[Saved data entries]

=== Begin Enclosure ===

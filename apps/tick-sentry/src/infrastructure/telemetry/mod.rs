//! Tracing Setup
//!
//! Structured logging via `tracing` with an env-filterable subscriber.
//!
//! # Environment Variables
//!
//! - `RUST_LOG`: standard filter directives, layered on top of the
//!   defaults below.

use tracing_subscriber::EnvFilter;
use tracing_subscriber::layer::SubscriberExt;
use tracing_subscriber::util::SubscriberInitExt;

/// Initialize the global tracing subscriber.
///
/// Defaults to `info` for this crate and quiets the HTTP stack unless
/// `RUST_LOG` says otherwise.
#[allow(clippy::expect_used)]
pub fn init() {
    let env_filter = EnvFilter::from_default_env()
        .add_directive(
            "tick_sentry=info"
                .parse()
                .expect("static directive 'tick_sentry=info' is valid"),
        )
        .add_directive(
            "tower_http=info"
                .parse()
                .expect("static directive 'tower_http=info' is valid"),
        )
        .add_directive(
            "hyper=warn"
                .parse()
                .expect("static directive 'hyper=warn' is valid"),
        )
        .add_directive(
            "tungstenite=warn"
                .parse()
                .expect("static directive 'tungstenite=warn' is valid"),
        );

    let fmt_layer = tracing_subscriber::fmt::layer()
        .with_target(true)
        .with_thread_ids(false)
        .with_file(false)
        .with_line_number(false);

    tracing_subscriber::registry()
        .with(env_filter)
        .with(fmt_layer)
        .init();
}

=== End Enclosure ===
=== Begin Enclosure ===

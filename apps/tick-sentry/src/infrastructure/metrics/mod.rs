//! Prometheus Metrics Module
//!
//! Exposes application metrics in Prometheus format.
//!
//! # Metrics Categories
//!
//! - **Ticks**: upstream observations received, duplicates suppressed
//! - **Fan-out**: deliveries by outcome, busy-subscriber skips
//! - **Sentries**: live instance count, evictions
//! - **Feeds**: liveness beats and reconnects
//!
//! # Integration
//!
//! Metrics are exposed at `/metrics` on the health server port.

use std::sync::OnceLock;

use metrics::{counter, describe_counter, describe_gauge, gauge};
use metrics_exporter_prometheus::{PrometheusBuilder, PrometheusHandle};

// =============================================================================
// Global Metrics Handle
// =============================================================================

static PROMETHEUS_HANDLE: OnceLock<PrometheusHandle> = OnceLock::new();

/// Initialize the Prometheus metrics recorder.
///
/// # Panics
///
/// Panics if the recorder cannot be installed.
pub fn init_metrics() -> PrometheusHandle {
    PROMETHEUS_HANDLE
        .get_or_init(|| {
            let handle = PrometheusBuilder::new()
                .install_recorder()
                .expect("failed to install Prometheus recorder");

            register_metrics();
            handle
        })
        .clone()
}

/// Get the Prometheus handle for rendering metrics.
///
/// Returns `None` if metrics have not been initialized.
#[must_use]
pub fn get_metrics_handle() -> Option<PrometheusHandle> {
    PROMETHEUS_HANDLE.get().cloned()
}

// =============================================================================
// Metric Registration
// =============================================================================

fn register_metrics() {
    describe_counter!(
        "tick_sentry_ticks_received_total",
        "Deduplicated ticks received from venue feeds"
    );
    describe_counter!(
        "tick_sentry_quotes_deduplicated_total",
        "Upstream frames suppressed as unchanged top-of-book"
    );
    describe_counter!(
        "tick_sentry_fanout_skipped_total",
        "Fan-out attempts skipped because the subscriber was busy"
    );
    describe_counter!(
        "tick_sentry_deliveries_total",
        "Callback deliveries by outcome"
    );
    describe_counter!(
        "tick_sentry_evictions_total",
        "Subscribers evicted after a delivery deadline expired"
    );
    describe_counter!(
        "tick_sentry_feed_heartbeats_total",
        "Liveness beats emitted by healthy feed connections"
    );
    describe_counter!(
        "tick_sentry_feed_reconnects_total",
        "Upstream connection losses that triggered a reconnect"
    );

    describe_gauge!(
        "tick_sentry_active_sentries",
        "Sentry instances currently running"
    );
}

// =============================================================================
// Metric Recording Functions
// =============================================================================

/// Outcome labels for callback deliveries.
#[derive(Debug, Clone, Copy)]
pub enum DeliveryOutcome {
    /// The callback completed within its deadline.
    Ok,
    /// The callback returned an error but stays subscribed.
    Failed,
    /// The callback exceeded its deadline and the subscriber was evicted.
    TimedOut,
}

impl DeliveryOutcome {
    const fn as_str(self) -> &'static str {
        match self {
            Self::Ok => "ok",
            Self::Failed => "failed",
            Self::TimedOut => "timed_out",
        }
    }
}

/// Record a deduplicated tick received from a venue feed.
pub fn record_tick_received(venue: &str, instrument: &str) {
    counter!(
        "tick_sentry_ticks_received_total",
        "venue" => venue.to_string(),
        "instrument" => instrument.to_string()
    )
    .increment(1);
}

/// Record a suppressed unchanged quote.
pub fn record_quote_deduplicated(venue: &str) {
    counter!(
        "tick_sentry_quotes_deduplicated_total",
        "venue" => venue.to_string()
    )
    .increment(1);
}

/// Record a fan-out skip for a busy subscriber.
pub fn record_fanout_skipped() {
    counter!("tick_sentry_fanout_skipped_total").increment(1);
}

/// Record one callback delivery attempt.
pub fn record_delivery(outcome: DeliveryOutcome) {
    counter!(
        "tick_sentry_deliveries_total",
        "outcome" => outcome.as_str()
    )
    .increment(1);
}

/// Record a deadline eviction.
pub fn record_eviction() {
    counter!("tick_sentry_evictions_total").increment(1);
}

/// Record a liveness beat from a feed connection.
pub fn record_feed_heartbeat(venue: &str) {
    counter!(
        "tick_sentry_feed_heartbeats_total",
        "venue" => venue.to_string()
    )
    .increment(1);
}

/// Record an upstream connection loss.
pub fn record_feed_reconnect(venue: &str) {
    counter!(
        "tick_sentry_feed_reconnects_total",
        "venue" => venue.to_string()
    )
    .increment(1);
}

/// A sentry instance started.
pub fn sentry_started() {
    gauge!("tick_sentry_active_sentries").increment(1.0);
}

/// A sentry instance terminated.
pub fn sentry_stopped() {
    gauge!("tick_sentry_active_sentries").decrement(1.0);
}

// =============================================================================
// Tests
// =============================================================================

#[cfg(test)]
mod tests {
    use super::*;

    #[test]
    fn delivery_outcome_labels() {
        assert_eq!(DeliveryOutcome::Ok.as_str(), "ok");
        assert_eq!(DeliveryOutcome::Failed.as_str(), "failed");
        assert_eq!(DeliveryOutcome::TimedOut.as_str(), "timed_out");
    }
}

=== End Enclosure ===
=== Begin Enclosure ===

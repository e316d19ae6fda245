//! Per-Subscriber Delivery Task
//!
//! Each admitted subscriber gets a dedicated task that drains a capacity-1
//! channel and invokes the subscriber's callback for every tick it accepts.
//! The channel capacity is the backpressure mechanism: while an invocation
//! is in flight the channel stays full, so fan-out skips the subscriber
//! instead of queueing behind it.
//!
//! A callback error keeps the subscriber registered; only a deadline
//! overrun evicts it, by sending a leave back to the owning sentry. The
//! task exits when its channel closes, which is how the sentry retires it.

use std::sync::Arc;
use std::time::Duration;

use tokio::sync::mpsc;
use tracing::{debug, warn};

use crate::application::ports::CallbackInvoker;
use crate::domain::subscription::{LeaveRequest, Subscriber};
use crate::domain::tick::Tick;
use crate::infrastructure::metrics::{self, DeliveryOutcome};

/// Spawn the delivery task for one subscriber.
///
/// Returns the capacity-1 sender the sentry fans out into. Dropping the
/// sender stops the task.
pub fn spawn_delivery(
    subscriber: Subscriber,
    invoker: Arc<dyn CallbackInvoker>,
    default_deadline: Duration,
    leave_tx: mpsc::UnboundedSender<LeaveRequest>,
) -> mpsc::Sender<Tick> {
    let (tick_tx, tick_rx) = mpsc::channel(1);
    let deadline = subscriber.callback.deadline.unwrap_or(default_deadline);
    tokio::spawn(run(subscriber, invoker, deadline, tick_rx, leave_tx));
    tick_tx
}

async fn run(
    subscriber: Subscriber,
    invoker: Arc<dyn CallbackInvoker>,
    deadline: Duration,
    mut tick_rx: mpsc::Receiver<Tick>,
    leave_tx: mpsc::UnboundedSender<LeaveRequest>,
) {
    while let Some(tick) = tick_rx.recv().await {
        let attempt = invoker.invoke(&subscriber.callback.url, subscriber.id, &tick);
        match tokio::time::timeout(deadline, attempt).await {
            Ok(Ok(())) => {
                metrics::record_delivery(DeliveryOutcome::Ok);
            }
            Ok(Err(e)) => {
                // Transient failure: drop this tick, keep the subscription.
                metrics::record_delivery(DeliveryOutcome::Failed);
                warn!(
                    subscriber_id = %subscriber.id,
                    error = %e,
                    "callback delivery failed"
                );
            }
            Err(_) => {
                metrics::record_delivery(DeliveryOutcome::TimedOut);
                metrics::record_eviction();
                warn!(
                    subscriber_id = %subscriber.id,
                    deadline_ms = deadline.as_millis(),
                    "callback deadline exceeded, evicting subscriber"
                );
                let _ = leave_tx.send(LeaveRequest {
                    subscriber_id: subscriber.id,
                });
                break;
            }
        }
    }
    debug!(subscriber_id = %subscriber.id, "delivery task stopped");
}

=== End Enclosure ===

Single out each line of the records above with the string "filename" in it, and copy it.

* [YOUR SOLUTION]
filename apps/tick-sentry/src/infrastructure/telemetry/mod.rs
filename apps/tick-sentry/src/infrastructure/metrics/mod.rs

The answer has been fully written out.